Les organisations terroristes islamistes soumis à une double pression
Déjà menacés par les révolutions de la jeunesse dans le monde arabe pour l’instauration de la démocratie et des libertés individuelles et collectives, les intégristes musulmans sont aujourd’hui soumis à une double pression suite à la mort de Ben Laden. L’absence de réactions massives et violentes suite à l’assassinat du chef d’Al-Qaida montre à quel point le combat des intégristes contre l’Amérique de Bush et l’occident est « dépassé », voire même « rejeté » par les populations musulmanes et arabes. Ces populations se sont désolidarisées de cette idéologie qui les a plutôt marginalisées et discréditées. Aujourd’hui, la plupart de ces populations sont sur d’autres formes de lutte non idéologiques pouvant leur permettre un avenir non hypothéqué. En 2001, Ben Laden avait réussi à fédérer autour de sa cause une grande partie du monde arabe et musulman, parce qu’il représentait un « symbole ». Celui qui défendait leur religion attaquée, bafouée et humiliée. Pressés par les occidentaux qui profitent de la faiblesse, de la marginalisation et de l’isolement des intégristes, ces derniers sont de fait confrontés à de nombreux dilemmes.

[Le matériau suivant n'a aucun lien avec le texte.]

#[cfg(test)]
mod tests {
    use super::*;

    fn no_env() -> Env {
        Env::mock(Vec::<(&str, &str)>::new())
    }

    #[test]
    fn default_config() {
        let mut config = Config::default();
        config.finalize().unwrap();
        assert_eq!(config.github.api_url, "https://api.github.com");
        assert_eq!(config.provider.name, ProviderName::Gemini);
        assert_eq!(config.provider.model, "gemini-1.5-flash");
        assert_eq!(config.summary.chunk_size, 3500);
        assert_eq!(config.summary.word_limit, 256);
        assert_eq!(config.summary.diff_source, DiffSource::Git);
        assert_eq!(config.logging.level, "info");
        assert!(config.report.endpoint.is_none());
    }

    #[test]
    fn parse_toml_config() {
        let toml_str = r#"
[github]
api_url = "https://ghe.example.com/api/v3"

[provider]
name = "openai"
model = "gpt-4o"
temperature = 0.2

[summary]
chunk_size = 2000
diff_source = "api"
primary_author = "top"

[report]
endpoint = "https://reports.example.com"
"#;
        let config: Config = toml::from_str(toml_str).unwrap();
        assert_eq!(config.github.api_url, "https://ghe.example.com/api/v3");
        assert_eq!(config.provider.name, ProviderName::OpenAI);
        assert_eq!(config.provider.model, "gpt-4o");
        assert_eq!(config.provider.temperature, 0.2);
        assert_eq!(config.summary.chunk_size, 2000);
        assert_eq!(config.summary.diff_source, DiffSource::Api);
        assert_eq!(config.summary.primary_author, PrimaryAuthor::Top);
        assert_eq!(
            config.report.endpoint.as_deref(),
            Some("https://reports.example.com")
        );
    }

    #[test]
    fn merge_overrides_non_default_values() {
        let mut base = Config::default();
        let mut other = Config::default();
        other.provider.name = ProviderName::Anthropic;
        other.provider.model = "claude".to_string();
        other.summary.chunk_size = 100;
        other.summary.extra_prompt = Some("Focus on SQL.".to_string());
        other.report.endpoint = Some("https://r.example".to_string());
        other.logging.level = "debug".to_string();

        base.merge(other);

        assert_eq!(base.provider.name, ProviderName::Anthropic);
        assert_eq!(base.provider.model, "claude");
        assert_eq!(base.summary.chunk_size, 100);
        assert_eq!(base.summary.extra_prompt.as_deref(), Some("Focus on SQL."));
        assert_eq!(base.report.endpoint.as_deref(), Some("https://r.example"));
        assert_eq!(base.logging.level, "debug");
    }

    #[test]
    fn merge_keeps_base_when_other_is_default() {
        let mut base = Config::default();
        base.provider.model = "gemini-2.0-flash".to_string();
        base.summary.chunk_size = 1000;
        base.report.endpoint = Some("https://keep.example".to_string());

        base.merge(Config::default());

        assert_eq!(base.provider.model, "gemini-2.0-flash");
        assert_eq!(base.summary.chunk_size, 1000);
        assert_eq!(base.report.endpoint.as_deref(), Some("https://keep.example"));
    }

    #[test]
    fn load_file_invalid_toml() {
        let dir = tempfile::tempdir().unwrap();
        let path = dir.path().join("bad.toml");
        std::fs::write(&path, "not valid {{ toml").unwrap();

        let result = Config::load_file(&path);
        assert!(result.unwrap_err().to_string().contains("parse"));
    }

    #[test]
    fn load_file_not_found() {
        let result = Config::load_file(Path::new("/tmp/prscribe_not_exist_config.toml"));
        assert!(result.unwrap_err().to_string().contains("read"));
    }

    #[test]
    #[serial_test::serial]
    fn load_from_work_dir() {
        let dir = tempfile::tempdir().unwrap();
        std::fs::write(
            dir.path().join(".prscribe.toml"),
            "[summary]\nchunk_size = 1234\n\n[report]\nendpoint = \"https://local.example\"\n",
        )
        .unwrap();

        let config = Config::load(Some(dir.path()), &no_env()).unwrap();
        assert_eq!(config.summary.chunk_size, 1234);
        assert_eq!(config.report.endpoint.as_deref(), Some("https://local.example"));
    }

    #[test]
    #[serial_test::serial]
    fn env_vars_override_file_values() {
        let dir = tempfile::tempdir().unwrap();
        std::fs::write(
            dir.path().join(".prscribe.toml"),
            "[report]\nendpoint = \"https://file.example\"\n",
        )
        .unwrap();
        let env = Env::mock([
            ("PRSCRIBE_ENDPOINT", "https://env.example"),
            ("GITHUB_TOKEN", "ghp_env"),
            ("PRSCRIBE_CHUNK_SIZE", "42"),
        ]);

        let config = Config::load(Some(dir.path()), &env).unwrap();
        assert_eq!(config.report.endpoint.as_deref(), Some("https://env.example"));
        assert_eq!(config.github.token.as_deref(), Some("ghp_env"));
        assert_eq!(config.summary.chunk_size, 42);
    }

    #[test]
    #[serial_test::serial]
    fn local_config_overrides_global_config() {
        struct XdgGuard(Option<std::ffi::OsString>);
        impl Drop for XdgGuard {
            fn drop(&mut self) {
                unsafe {
                    match self.0.take() {
                        Some(v) => std::env::set_var("XDG_CONFIG_HOME", v),
                        None => std::env::remove_var("XDG_CONFIG_HOME"),
                    }
                }
            }
        }
        let _guard = XdgGuard(std::env::var_os("XDG_CONFIG_HOME"));

        let global = tempfile::tempdir().unwrap();
        std::fs::create_dir_all(global.path().join("prscribe")).unwrap();
        std::fs::write(
            global.path().join("prscribe").join("config.toml"),
            "[provider]\nmodel = \"gemini-2.0-flash\"\n\n[summary]\nchunk_size = 900\n",
        )
        .unwrap();
        let local = tempfile::tempdir().unwrap();
        std::fs::write(
            local.path().join(".prscribe.toml"),
            "[summary]\nchunk_size = 1800\n",
        )
        .unwrap();

        unsafe {
            std::env::set_var("XDG_CONFIG_HOME", global.path());
        }
        let config = Config::load(Some(local.path()), &no_env()).unwrap();
        assert_eq!(config.provider.model, "gemini-2.0-flash");
        assert_eq!(config.summary.chunk_size, 1800);
    }

    #[test]
    fn gh_token_is_a_fallback() {
        let env = Env::mock([("GH_TOKEN", "ghp_cli")]);
        let mut config = Config::default();
        config.apply_env_vars(&env);
        assert_eq!(config.github.token.as_deref(), Some("ghp_cli"));
    }

    #[test]
    fn provider_specific_api_key_fallback() {
        let env = Env::mock([("GEMINI_API_KEY", "gem-key")]);
        let mut config = Config::default();
        config.apply_env_vars(&env);
        assert_eq!(config.provider.api_key.as_deref(), Some("gem-key"));
    }

    #[test]
    fn generic_api_key_wins_over_provider_specific() {
        let env = Env::mock([("GEMINI_API_KEY", "gem-key"), ("PRSCRIBE_API_KEY", "generic")]);
        let mut config = Config::default();
        config.apply_env_vars(&env);
        assert_eq!(config.provider.api_key.as_deref(), Some("generic"));
    }

    #[test]
    fn invalid_env_values_are_ignored() {
        let env = Env::mock([("PRSCRIBE_PROVIDER", "nope"), ("PRSCRIBE_CHUNK_SIZE", "lots")]);
        let mut config = Config::default();
        config.apply_env_vars(&env);
        assert_eq!(config.provider.name, ProviderName::Gemini);
        assert_eq!(config.summary.chunk_size, 3500);
    }

    #[test]
    fn finalize_uses_provider_default_model() {
        let mut config = Config::default();
        config.provider.name = ProviderName::Anthropic;
        config.finalize().unwrap();
        assert_eq!(config.provider.model, "claude-sonnet-4-20250514");
    }

    #[test]
    fn finalize_rejects_zero_chunk_size() {
        let mut config = Config::default();
        config.summary.chunk_size = 0;
        let err = config.finalize().unwrap_err();
        assert!(err.to_string().contains("chunk_size"));
    }

    #[test]
    fn debug_output_redacts_secrets() {
        let mut config = Config::default();
        config.github.token = Some("ghp_secret".to_string());
        config.provider.api_key = Some("sk-secret".to_string());
        let debug = format!("{config:?}");
        assert!(!debug.contains("ghp_secret"));
        assert!(!debug.contains("sk-secret"));
        assert!(debug.contains("[REDACTED]"));
    }
}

Par exemple, comment apporter une réaction adaptée à cet assassinat, sans se couper encore plus de leurs jeunesses et de l’ensemble des populations arabes et musulmanes qui les accusent d’être à l’origine en partie de leur détresse économique ?

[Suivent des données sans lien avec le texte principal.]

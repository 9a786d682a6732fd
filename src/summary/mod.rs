//! Chunked review summarizer.
//!
//! The diff is split into bounded chunks, each chunk is reviewed by the
//! provider independently, and the chunk reviews are condensed into a
//! single digest when there is more than one of them.

pub mod prompt;

use thiserror::Error;

use crate::diff::chunker::chunk_text;
use crate::providers::{ProviderError, ReviewProvider};

/// Errors from the summarizer.
#[derive(Error, Debug)]
pub enum SummaryError {
    #[error("review of diff chunk {index} of {total} failed")]
    ChunkReview {
        index: usize,
        total: usize,
        #[source]
        source: ProviderError,
    },

    #[error("condensing the chunk reviews failed")]
    Condense(#[source] ProviderError),
}

/// Result of reviewing a whole diff.
#[derive(Debug, Clone, PartialEq, Eq)]
pub struct ReviewOutcome {
    /// One review per chunk, in chunk order.
    pub chunk_reviews: Vec<String>,
    /// Final digest. Equals the only chunk review when there was one chunk.
    pub summary: String,
}

impl ReviewOutcome {
    /// Render the outcome as a single markdown comment.
    pub fn formatted(&self) -> String {
        format_review(&self.summary, &self.chunk_reviews)
    }
}

/// Reviews a diff chunk by chunk through a [`ReviewProvider`].
pub struct ReviewSummarizer<'a> {
    provider: &'a dyn ReviewProvider,
    chunk_size: usize,
    word_limit: usize,
    extra_prompt: Option<String>,
}

impl<'a> ReviewSummarizer<'a> {
    pub fn new(provider: &'a dyn ReviewProvider, chunk_size: usize) -> Self {
        Self {
            provider,
            chunk_size,
            word_limit: crate::constants::DEFAULT_SUMMARY_WORDS,
            extra_prompt: None,
        }
    }

    pub fn with_word_limit(mut self, word_limit: usize) -> Self {
        self.word_limit = word_limit;
        self
    }

    pub fn with_extra_prompt(mut self, extra_prompt: Option<String>) -> Self {
        self.extra_prompt = extra_prompt;
        self
    }

    /// Review every chunk of `diff` and condense the results.
    ///
    /// Issues one provider call per chunk, plus one condensation call unless
    /// the diff fit into exactly one chunk.
    pub async fn review(&self, diff: &str) -> Result<ReviewOutcome, SummaryError> {
        let chunks = chunk_text(diff, self.chunk_size);
        let total = chunks.len();
        let preamble = prompt::review_preamble(self.extra_prompt.as_deref());
        tracing::info!(chunks = total, chunk_size = self.chunk_size, "reviewing diff");

        let mut chunk_reviews = Vec::with_capacity(total);
        for (i, chunk) in chunks.iter().enumerate() {
            tracing::debug!(chunk = i + 1, total, chars = chunk.chars().count(), "reviewing chunk");
            let review = self
                .provider
                .generate(Some(preamble.as_str()), chunk)
                .await
                .map_err(|source| SummaryError::ChunkReview {
                    index: i + 1,
                    total,
                    source,
                })?;
            chunk_reviews.push(review);
        }

        if let [only] = chunk_reviews.as_slice() {
            let summary = non_empty_or_fallback(only.clone());
            return Ok(ReviewOutcome {
                chunk_reviews,
                summary,
            });
        }

        let request = if chunk_reviews.is_empty() {
            prompt::no_changes_prompt()
        } else {
            prompt::summarize_prompt(self.word_limit, &chunk_reviews)
        };
        tracing::debug!(reviews = chunk_reviews.len(), "condensing chunk reviews");
        let summary = self
            .provider
            .generate(None, &request)
            .await
            .map_err(SummaryError::Condense)?;

        Ok(ReviewOutcome {
            chunk_reviews,
            summary: non_empty_or_fallback(summary),
        })
    }
}

fn non_empty_or_fallback(text: String) -> String {
    if text.trim().is_empty() {
        tracing::warn!("model returned an empty review; using fallback text");
        prompt::EMPTY_SUMMARY_FALLBACK.to_string()
    } else {
        text
    }
}

/// Combine the digest and chunk reviews into one markdown comment.
///
/// A single review is returned verbatim. Otherwise the digest is shown
/// first and the full chunk reviews sit in a collapsed `<details>` block.
pub fn format_review(summary: &str, reviews: &[String]) -> String {
    if reviews.len() == 1 {
        return summary.to_string();
    }
    format!(
        "<details>\n<summary>{summary}</summary>\n\n{}\n\n</details>",
        reviews.join("\n")
    )
}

Barack Hussein Obama, le « faux Frère », le « Traître »
La mort humiliante de Ben Laden reste un coup très dur à encaisser pour ces intégristes. Il est encore plus dur parce qu’il vient de cet homme, Obama Hussein, qui était considéré par le monde arabo-musulman comme un « Frère ». Aujourd’hui, il devient Hussein le « faux frère », le « Traître ». Ce sentiment de trahison par cet afro-américain d’origine musulmane par son père est une pilule très difficile à avaler. Ce que G.W. Bush n’a pas réussi à réaliser malgré l’humiliation causée par les attentats en 2001, et le désir de justifier ces guerres en Irak et en Afghanistan, c’est lui, le « Frère » qui parvient à le faire. Comme quoi, on ne se méfie pas assez de ses « frères ». Peut-être que le retrait des troupes américaines des pays arabes permettrait aux uns et autres d’éprouver le sentiment d’avoir « réussi » à faire plier l’autre et sauver ainsi la face. Dans ce cas, le grand perdant de cette mascarade serait alors Ben Laden. Il est mort dans l’indifférence la plus totale et marginalisé par ces révolutions pour la démocratie, les libertés et peut-être même pour l’instauration d’un islam compatible avec l’idée d’une laïcité adaptée aux réalités du monde arabo-musulman.